Waste management and construction firm M.Eylon Aviv Nechasim Ltd, based in Netanya, Israel, announced it has invested in a new recycling plant from CDE, representing the wet processing equipment manufacturer’s second installation in Israel and its first M2500 unit commissioned in the market.
Recently commissioned, the 70 tonnes per hour (tph) M2500 modular wash plant integrating feeding, screening, sand washing, and stockpiling on a single compact chassis is processing contaminated soils containing heavy metals and other contaminants from a historic landfill site set in a prime location along the Netanya coastline. The 260-acre site, which holds 400,000 metric tonnes to be processed and washed, is set to be restored to create space for new residential developments, as per the statement.
The simplest approach would be to redistribute the material to other landfill sites but that a long-lasting solution yields both commercial and environmental advantages, said Orin Binyamin, Company Engineer at M.eylon Aviv Nechasim Ltd. “When we secured the contract to excavate the site for the land to be reinstated for development, we were keen to identify a long-term solution as opposed to a temporary fix.
“It would be counterproductive to reinstate this site by trucking vast quantities of contaminated soil and other waste material from one landfill to another – a process which produces a double disadvantage due to significant operational costs and resulting carbon emissions,” Binyamin said, adding that they also saw an opportunity. “We could take up a leading role in this space, driving positive change and demonstrating, in partnership with CDE, the potential and value to be unlocked from contaminated soil.”
Binyamin said their decision to partner with CDE was a result of its technical expertise and proven technologies. “Ours is only the second CDE install in Israel and the first from its M-series range. Despite a smaller presence in the local market, we were familiar with CDE’s credentials in the recycling space. After engaging its team, we were confident we had selected the right partner. We shared a vision for the site, and both recognised the potential for it to further the circular economy in the local market.”
“We have many reference sites around the world that are diverting massive tonnages from landfill. It’s CDE technology enabling the change and recovering premium, in-spec sand and aggregates that are comparable to that of virgin quarried materials from contaminated soil and CD&E waste streams,” said CDE Business Development Director Matt Bunting.
The difference with this project is the stage at which CDE’s pioneering recycling technology is being utilised, he noted. “It’s a unique project in that the material to be processed is not destined for landfill, but rather has already been landfilled. We engineer solutions designed to divert material from landfill and that is a major focus of ours but an equally important next step – one that we’re taking with the customer – is deploying our technology to existing landfill sites to minimise the material already disposed of to recover construction products that have huge commercial value and can be returned to good use in the sector.”
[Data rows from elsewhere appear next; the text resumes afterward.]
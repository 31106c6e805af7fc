use async_trait::async_trait;
use sqlx::PgPool;
use tracing::instrument;

use crate::application::ports::{
    ExtractionDocument, ExtractionStore, RepositoryError,
};
use crate::domain::ContentHash;

pub struct PgExtractionStore {
    pool: PgPool,
}

impl PgExtractionStore {
    pub fn new(pool: PgPool) -> Self {
        Self { pool }
    }
}

#[async_trait]
impl ExtractionStore for PgExtractionStore {
    #[instrument(skip(self), fields(hash = %hash))]
    async fn exists_by_hash(&self, hash: &ContentHash) -> Result<bool, RepositoryError> {
        let exists: bool =
            sqlx::query_scalar("SELECT EXISTS(SELECT 1 FROM extractions WHERE content_hash = $1)")
                .bind(hash.as_str())
                .fetch_one(&self.pool)
                .await
                .map_err(|e| RepositoryError::QueryFailed(e.to_string()))?;

        Ok(exists)
    }

    /// A concurrent insert of the same hash loses on the unique constraint
    /// and is treated as already stored.
    #[instrument(skip(self, document), fields(hash = %document.content_hash, job_id = %document.job_id))]
    async fn insert(&self, document: &ExtractionDocument) -> Result<(), RepositoryError> {
        let header = serde_json::to_value(&document.header)
            .map_err(|e| RepositoryError::Serialization(e.to_string()))?;
        let items = serde_json::to_value(&document.items)
            .map_err(|e| RepositoryError::Serialization(e.to_string()))?;

        sqlx::query(
            r#"
            INSERT INTO extractions (content_hash, job_id, filename, issuer, header, items, extracted_at)
            VALUES ($1, $2, $3, $4, $5, $6, $7)
            ON CONFLICT (content_hash) DO NOTHING
            "#,
        )
        .bind(document.content_hash.as_str())
        .bind(document.job_id.as_uuid())
        .bind(&document.filename)
        .bind(&document.issuer)
        .bind(header)
        .bind(items)
        .bind(document.extracted_at)
        .execute(&self.pool)
        .await
        .map_err(|e| RepositoryError::QueryFailed(e.to_string()))?;

        Ok(())
    }
}
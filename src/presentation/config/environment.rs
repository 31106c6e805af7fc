use std::fmt;

/// Runtime environment, selects `appsettings.{env}.toml`.
#[derive(Debug, Clone, Copy, PartialEq, Eq)]
pub enum Environment {
    Local,
    Test,
    Prod,
}

impl Environment {
    pub fn as_str(&self) -> &'static str {
        match self {
            Environment::Local => "Local",
            Environment::Test => "Test",
            Environment::Prod => "Prod",
        }
    }

    /// Reads `APP_ENVIRONMENT`, defaulting to local.
    pub fn from_env() -> Result<Self, String> {
        std::env::var("APP_ENVIRONMENT")
            .unwrap_or_else(|_| "local".to_string())
            .try_into()
    }
}

impl TryFrom<String> for Environment {
    type Error = String;

    fn try_from(s: String) -> Result<Self, Self::Error> {
        match s.to_lowercase().as_str() {
            "local" => Ok(Self::Local),
            "test" => Ok(Self::Test),
            "prod" | "production" => Ok(Self::Prod),
            other => Err(format!(
                "Invalid environment: {other}. Expected: local, test, or prod"
            )),
        }
    }
}

impl fmt::Display for Environment {
    fn fmt(&self, f: &mut fmt::Formatter<'_>) -> fmt::Result {
        f.write_str(self.as_str())
    }
}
Travel restrictions prevented them from travelling to the plant, said Jordan McCooe, Project Manager at CDE. “Working remotely, we implemented a series of steps to ensure the customer’s plant was installed and commissioned on time including the development of a comprehensive mechanical installation guide for every plant item.” Virtual modelling was central to delivering the project remotely. They built the plant “virtually from the ground upwards using a 3D model and guided the customer through it, which the mechanical install team was able to follow along with whilst working through the guide,” he added.
Uncontaminated material recovered is being used to restore the land. “These materials will never leave the site,” Binyamin explained. “By extracting high quality sand, aggregates, and a filter cake product from the contaminated soil on site we can make the land productive again while simultaneously minimising requirements for shipping in natural materials.” To date, over 50,000 tonnes of sand and aggregates have been recovered from the landfill site, as per the statement.